The Samba Team is proud of the open way we develop the Samba code
base. Since the inception of the project in 1991 we have had a
policy of open discussion among developers, users and other
interested parties. We encourage anyone who wants to examine
our commitment to openness to examine the public mailing list
archives themselves. If anyone wants to examine the truth of
what Luke says we also encourage people to look at the public
record of all source code commits to Samba
We all have far too many bugs to fix and technical decisions
to make to continue these distracting discussions on the main
lists. Hope everyone understands,
Regards,
The Samba Team.
About the Samba Team
The Samba Team is a group of software engineers committed to the
development of a top quality solution for Linux/Windows
interoperability. Started in 1992, the team now consists of more
than 20 developers from all over the world.
> So we're going to ban Luke from posting to the Samba Lists for> three months, in the hope that he will re-focus his efforts on > the project he created, and not re-hash old arguments. It was unfortunate that we had to do this, but I believe it is necessary. We have tolerated Lukes rewriting of history for far too long, and it now just serves as a distraction. Just so everyone know, the whole team decided to do this, and we have been discussing it for a few days, well before Luke posted his latest missive. Hopefully this will lead to more technical discussion and less politics for a few months. Cheers, Tridge
Regardless of what is going on this is not right in my opinion.
"So we're going to ban Luke from posting to the Samba Lists for three
months"
There must be another way to work things out.
-----Original Message-----
From: samba-bounces+ssimeonidis=computerpower.edu.au@lists.samba.org
[mailto:samba-bounces+ssimeonidis=computerpower.edu.au@lists.samba.org] On
Behalf Of Jeremy Allison
Sent: Thursday, 16 December 2004 8:20 AM
To: samba@samba.org
Cc: jra@samba.org; samba-technical@samba.org
Subject: [Samba] Participation on Samba lists
Luke Leighton (lkcl) has brought up his arguments about control of Samba before.
In October 2000 they resulted in the creation of a new Samba code branch,
samba-tng, which Luke and others who agreed with his direction were free to do
with as they will.
Samba-tng still exists, and we in the Samba Team still wish it well, but what we
can't continue to put up with is Luke still rehashing the same advocacy that
resulted in the creation of samba-tng on the Samba mailing lists. We had that
discussion many times, we know where it leads.

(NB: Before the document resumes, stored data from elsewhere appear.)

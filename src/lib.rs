//! # Sobel Edge Service
//!
//! A TCP service that receives an image in a length-prefixed frame, converts it
//! to grayscale, runs a parallel Sobel gradient convolution, thresholds the
//! magnitude into a binary edge mask and returns it as a PNG.
//!
//! - [`common`]: framing, response protocol, configuration, logging
//! - [`processing`]: image model, codec, worker pool, convolution, Sobel
//! - [`server`]: listener and per-connection pipeline
//! - [`client`]: one request/response exchange

pub mod client;
pub mod common;
pub mod error;
pub mod processing;
pub mod server;

pub use client::ClientCore;
pub use error::{ClientError, CodecError, ComputeError, FrameError, ServiceError};
pub use server::Server;
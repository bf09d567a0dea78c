//! # Client Components
//!
//! [`ClientCore`] reads a local image, sends it to the server in one frame and
//! writes the returned edge mask to disk.

pub mod client;

pub use client::ClientCore;
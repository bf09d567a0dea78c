//! # Client Binary Entry Point
//!
//! ## Usage
//!
//! ```bash
//! cargo run --bin client -- photo.jpg edges.png
//! cargo run --bin client -- --server 10.0.0.5:8000 photo.png edges.png
//! ```

use anyhow::Result;
use clap::Parser;
use log::LevelFilter;

use sobel_edge_service::common::config::{load_config, ClientConfig};
use sobel_edge_service::common::logging::init_logger;
use sobel_edge_service::ClientCore;

/// Command-line arguments for the client binary
#[derive(Parser, Debug)]
#[command(author, version, about, long_about = None)]
struct Args {
    /// Image to process (PNG or JPEG)
    input: String,

    /// Where to write the PNG edge mask
    output: String,

    /// Server address (overrides the configuration file)
    #[arg(short, long)]
    server: Option<String>,

    /// Path to the client configuration file (TOML format)
    #[arg(short, long)]
    config: Option<String>,
}

#[tokio::main]
async fn main() -> Result<()> {
    init_logger(LevelFilter::Info);

    let args = Args::parse();

    let mut config = match &args.config {
        Some(path) => load_config::<ClientConfig>(path)?,
        None => ClientConfig::default(),
    };
    if let Some(server) = args.server {
        config.server_address = server;
    }

    let core = ClientCore::new(config);
    core.process_file(&args.input, &args.output).await?;

    Ok(())
}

So we're going to ban Luke from posting to the Samba Lists for three months,
in the hope that he will re-focus his efforts on the project he created, and not
re-hash old arguments.
The Samba Team is proud of the open way we develop the Samba code base. Since
the inception of the project in 1991 we have had a policy of open discussion
among developers, users and other interested parties. We encourage anyone who
wants to examine our commitment to openness to examine the public mailing list
archives themselves. If anyone wants to examine the truth of what Luke says we
also encourage people to look at the public record of all source code commits to
Samba
We all have far too many bugs to fix and technical decisions
to make to continue these distracting discussions on the main lists. Hope
everyone understands,
Regards,
The Samba Team.
About the Samba Team
The Samba Team is a group of software engineers committed to the development of
a top quality solution for Linux/Windows interoperability. Started in 1992, the
team now consists of more than 20 developers from all over the world.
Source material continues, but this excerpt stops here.